Your response should match the records line for line.

(Saved entries)
---------------

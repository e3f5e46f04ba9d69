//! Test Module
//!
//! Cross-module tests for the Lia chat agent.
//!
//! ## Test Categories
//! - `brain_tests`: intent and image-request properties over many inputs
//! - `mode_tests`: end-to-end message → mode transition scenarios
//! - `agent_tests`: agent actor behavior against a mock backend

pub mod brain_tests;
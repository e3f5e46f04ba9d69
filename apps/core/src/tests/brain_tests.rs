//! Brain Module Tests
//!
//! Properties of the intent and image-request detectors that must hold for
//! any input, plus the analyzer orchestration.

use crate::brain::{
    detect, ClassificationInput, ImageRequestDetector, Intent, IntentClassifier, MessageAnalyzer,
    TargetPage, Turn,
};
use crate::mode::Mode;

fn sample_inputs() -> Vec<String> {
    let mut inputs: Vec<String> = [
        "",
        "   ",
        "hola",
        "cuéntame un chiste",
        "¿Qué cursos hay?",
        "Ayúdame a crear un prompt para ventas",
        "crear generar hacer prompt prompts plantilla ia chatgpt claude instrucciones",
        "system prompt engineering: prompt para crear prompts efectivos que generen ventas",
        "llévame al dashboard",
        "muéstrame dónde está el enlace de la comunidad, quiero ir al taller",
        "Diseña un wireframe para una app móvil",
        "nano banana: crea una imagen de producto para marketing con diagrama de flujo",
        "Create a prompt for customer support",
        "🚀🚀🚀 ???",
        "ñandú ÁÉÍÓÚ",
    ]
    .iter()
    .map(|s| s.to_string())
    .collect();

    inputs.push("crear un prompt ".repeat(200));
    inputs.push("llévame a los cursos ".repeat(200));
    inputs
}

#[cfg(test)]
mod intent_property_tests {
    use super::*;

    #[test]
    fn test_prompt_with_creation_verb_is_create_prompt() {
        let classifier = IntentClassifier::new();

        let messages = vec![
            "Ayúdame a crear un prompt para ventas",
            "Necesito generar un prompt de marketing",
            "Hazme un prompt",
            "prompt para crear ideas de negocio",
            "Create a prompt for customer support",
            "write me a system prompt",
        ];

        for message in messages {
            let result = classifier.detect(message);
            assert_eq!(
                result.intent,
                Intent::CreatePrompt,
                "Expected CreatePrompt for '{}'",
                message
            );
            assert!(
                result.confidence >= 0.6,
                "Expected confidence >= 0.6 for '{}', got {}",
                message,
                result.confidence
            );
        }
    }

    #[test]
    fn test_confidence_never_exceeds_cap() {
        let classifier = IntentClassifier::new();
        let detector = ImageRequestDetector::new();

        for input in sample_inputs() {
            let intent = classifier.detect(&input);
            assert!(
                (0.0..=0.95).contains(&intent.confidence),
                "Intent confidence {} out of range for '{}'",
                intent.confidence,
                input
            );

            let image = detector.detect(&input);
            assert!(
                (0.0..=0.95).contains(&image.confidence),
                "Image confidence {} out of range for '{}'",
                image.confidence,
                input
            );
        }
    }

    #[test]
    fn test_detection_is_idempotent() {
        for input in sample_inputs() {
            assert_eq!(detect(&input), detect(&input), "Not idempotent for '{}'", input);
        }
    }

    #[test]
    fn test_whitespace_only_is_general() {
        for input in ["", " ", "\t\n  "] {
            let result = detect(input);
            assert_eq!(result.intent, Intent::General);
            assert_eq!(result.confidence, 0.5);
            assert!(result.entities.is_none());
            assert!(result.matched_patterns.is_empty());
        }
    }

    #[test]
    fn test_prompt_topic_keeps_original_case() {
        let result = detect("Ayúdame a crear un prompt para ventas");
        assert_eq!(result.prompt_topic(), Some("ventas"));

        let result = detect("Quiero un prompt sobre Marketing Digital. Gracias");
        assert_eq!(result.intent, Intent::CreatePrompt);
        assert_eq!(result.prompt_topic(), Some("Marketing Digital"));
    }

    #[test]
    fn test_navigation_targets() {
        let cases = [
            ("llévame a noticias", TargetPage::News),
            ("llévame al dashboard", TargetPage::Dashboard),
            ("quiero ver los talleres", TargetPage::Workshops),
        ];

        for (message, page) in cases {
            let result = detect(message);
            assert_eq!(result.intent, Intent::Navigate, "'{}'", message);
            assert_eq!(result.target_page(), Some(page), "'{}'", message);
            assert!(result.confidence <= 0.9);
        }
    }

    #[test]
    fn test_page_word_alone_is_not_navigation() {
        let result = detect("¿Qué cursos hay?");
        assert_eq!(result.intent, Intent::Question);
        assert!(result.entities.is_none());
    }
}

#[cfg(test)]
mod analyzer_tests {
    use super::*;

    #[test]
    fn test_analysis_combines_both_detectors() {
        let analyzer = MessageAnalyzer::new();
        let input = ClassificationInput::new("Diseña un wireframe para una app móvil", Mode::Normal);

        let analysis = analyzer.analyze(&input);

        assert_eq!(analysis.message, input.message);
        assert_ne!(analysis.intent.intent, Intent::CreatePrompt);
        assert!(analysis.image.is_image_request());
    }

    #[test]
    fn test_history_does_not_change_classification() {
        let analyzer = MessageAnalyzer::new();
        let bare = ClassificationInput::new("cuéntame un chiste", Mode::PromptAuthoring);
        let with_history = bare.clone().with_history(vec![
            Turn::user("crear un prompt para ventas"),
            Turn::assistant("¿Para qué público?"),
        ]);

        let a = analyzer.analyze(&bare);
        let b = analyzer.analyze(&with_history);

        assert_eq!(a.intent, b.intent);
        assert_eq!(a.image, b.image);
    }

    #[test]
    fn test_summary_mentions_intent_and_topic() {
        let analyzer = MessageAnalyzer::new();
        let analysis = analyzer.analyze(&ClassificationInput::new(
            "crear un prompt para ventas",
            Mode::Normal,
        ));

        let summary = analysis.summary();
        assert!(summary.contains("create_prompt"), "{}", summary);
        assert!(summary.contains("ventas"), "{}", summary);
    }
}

---------------

> SOLUTION TO THIS EXERCISE
repository e3f5e46f04ba9d69
//! Test Module
//!
//! Cross-module tests for the Lia chat agent.
//!
//! ## Test Categories
//! - `brain_tests`: intent and image-request properties over many inputs
//! - `mode_tests`: end-to-end message → mode transition scenarios
//! - `agent_tests`: agent actor behavior against a mock backend

pub mod brain_tests;
repository e3f5e46f04ba9d69
filename apps/core/src/tests/brain_tests.rs
//! Brain Module Tests
//!
//! Properties of the intent and image-request detectors that must hold for
//! any input, plus the analyzer orchestration.

use crate::brain::{
    detect, ClassificationInput, ImageRequestDetector, Intent, IntentClassifier, MessageAnalyzer,
    TargetPage, Turn,
};
use crate::mode::Mode;

fn sample_inputs() -> Vec<String> {
    let mut inputs: Vec<String> = [
        "",
        "   ",
        "hola",
        "cuéntame un chiste",
        "¿Qué cursos hay?",
        "Ayúdame a crear un prompt para ventas",
        "crear generar hacer prompt prompts plantilla ia chatgpt claude instrucciones",
        "system prompt engineering: prompt para crear prompts efectivos que generen ventas",
        "llévame al dashboard",
        "muéstrame dónde está el enlace de la comunidad, quiero ir al taller",
        "Diseña un wireframe para una app móvil",
        "nano banana: crea una imagen de producto para marketing con diagrama de flujo",
        "Create a prompt for customer support",
        "🚀🚀🚀 ???",
        "ñandú ÁÉÍÓÚ",
    ]
    .iter()
    .map(|s| s.to_string())
    .collect();

    inputs.push("crear un prompt ".repeat(200));
    inputs.push("llévame a los cursos ".repeat(200));
    inputs
}

#[cfg(test)]
mod intent_property_tests {
    use super::*;

    #[test]
    fn test_prompt_with_creation_verb_is_create_prompt() {
        let classifier = IntentClassifier::new();

        let messages = vec![
            "Ayúdame a crear un prompt para ventas",
            "Necesito generar un prompt de marketing",
            "Hazme un prompt",
            "prompt para crear ideas de negocio",
            "Create a prompt for customer support",
            "write me a system prompt",
        ];

        for message in messages {
            let result = classifier.detect(message);
            assert_eq!(
                result.intent,
                Intent::CreatePrompt,
                "Expected CreatePrompt for '{}'",
                message
            );
            assert!(
                result.confidence >= 0.6,
                "Expected confidence >= 0.6 for '{}', got {}",
                message,
                result.confidence
            );
        }
    }

    #[test]
    fn test_confidence_never_exceeds_cap() {
        let classifier = IntentClassifier::new();
        let detector = ImageRequestDetector::new();

        for input in sample_inputs() {
            let intent = classifier.detect(&input);
            assert!(
                (0.0..=0.95).contains(&intent.confidence),
                "Intent confidence {} out of range for '{}'",
                intent.confidence,
                input
            );

            let image = detector.detect(&input);
            assert!(
                (0.0..=0.95).contains(&image.confidence),
                "Image confidence {} out of range for '{}'",
                image.confidence,
                input
            );
        }
    }

    #[test]
    fn test_detection_is_idempotent() {
        for input in sample_inputs() {
            assert_eq!(detect(&input), detect(&input), "Not idempotent for '{}'", input);
        }
    }

    #[test]
    fn test_whitespace_only_is_general() {
        for input in ["", " ", "\t\n  "] {
            let result = detect(input);
            assert_eq!(result.intent, Intent::General);
            assert_eq!(result.confidence, 0.5);
            assert!(result.entities.is_none());
            assert!(result.matched_patterns.is_empty());
        }
    }

    #[test]
    fn test_prompt_topic_keeps_original_case() {
        let result = detect("Ayúdame a crear un prompt para ventas");
        assert_eq!(result.prompt_topic(), Some("ventas"));

        let result = detect("Quiero un prompt sobre Marketing Digital. Gracias");
        assert_eq!(result.intent, Intent::CreatePrompt);
        assert_eq!(result.prompt_topic(), Some("Marketing Digital"));
    }

    #[test]
    fn test_navigation_targets() {
        let cases = [
            ("llévame a noticias", TargetPage::News),
            ("llévame al dashboard", TargetPage::Dashboard),
            ("quiero ver los talleres", TargetPage::Workshops),
        ];

        for (message, page) in cases {
            let result = detect(message);
            assert_eq!(result.intent, Intent::Navigate, "'{}'", message);
            assert_eq!(result.target_page(), Some(page), "'{}'", message);
            assert!(result.confidence <= 0.9);
        }
    }

    #[test]
    fn test_page_word_alone_is_not_navigation() {
        let result = detect("¿Qué cursos hay?");
        assert_eq!(result.intent, Intent::Question);
        assert!(result.entities.is_none());
    }
}

#[cfg(test)]
mod analyzer_tests {
    use super::*;

    #[test]
    fn test_analysis_combines_both_detectors() {
        let analyzer = MessageAnalyzer::new();
        let input = ClassificationInput::new("Diseña un wireframe para una app móvil", Mode::Normal);

        let analysis = analyzer.analyze(&input);

        assert_eq!(analysis.message, input.message);
        assert_ne!(analysis.intent.intent, Intent::CreatePrompt);
        assert!(analysis.image.is_image_request());
    }

    #[test]
    fn test_history_does_not_change_classification() {
        let analyzer = MessageAnalyzer::new();
        let bare = ClassificationInput::new("cuéntame un chiste", Mode::PromptAuthoring);
        let with_history = bare.clone().with_history(vec![
            Turn::user("crear un prompt para ventas"),
            Turn::assistant("¿Para qué público?"),
        ]);

        let a = analyzer.analyze(&bare);
        let b = analyzer.analyze(&with_history);

        assert_eq!(a.intent, b.intent);
        assert_eq!(a.image, b.image);
    }

    #[test]
    fn test_summary_mentions_intent_and_topic() {
        let analyzer = MessageAnalyzer::new();
        let analysis = analyzer.analyze(&ClassificationInput::new(
            "crear un prompt para ventas",
            Mode::Normal,
        ));

        let summary = analysis.summary();
        assert!(summary.contains("create_prompt"), "{}", summary);
        assert!(summary.contains("ventas"), "{}", summary);
    }
}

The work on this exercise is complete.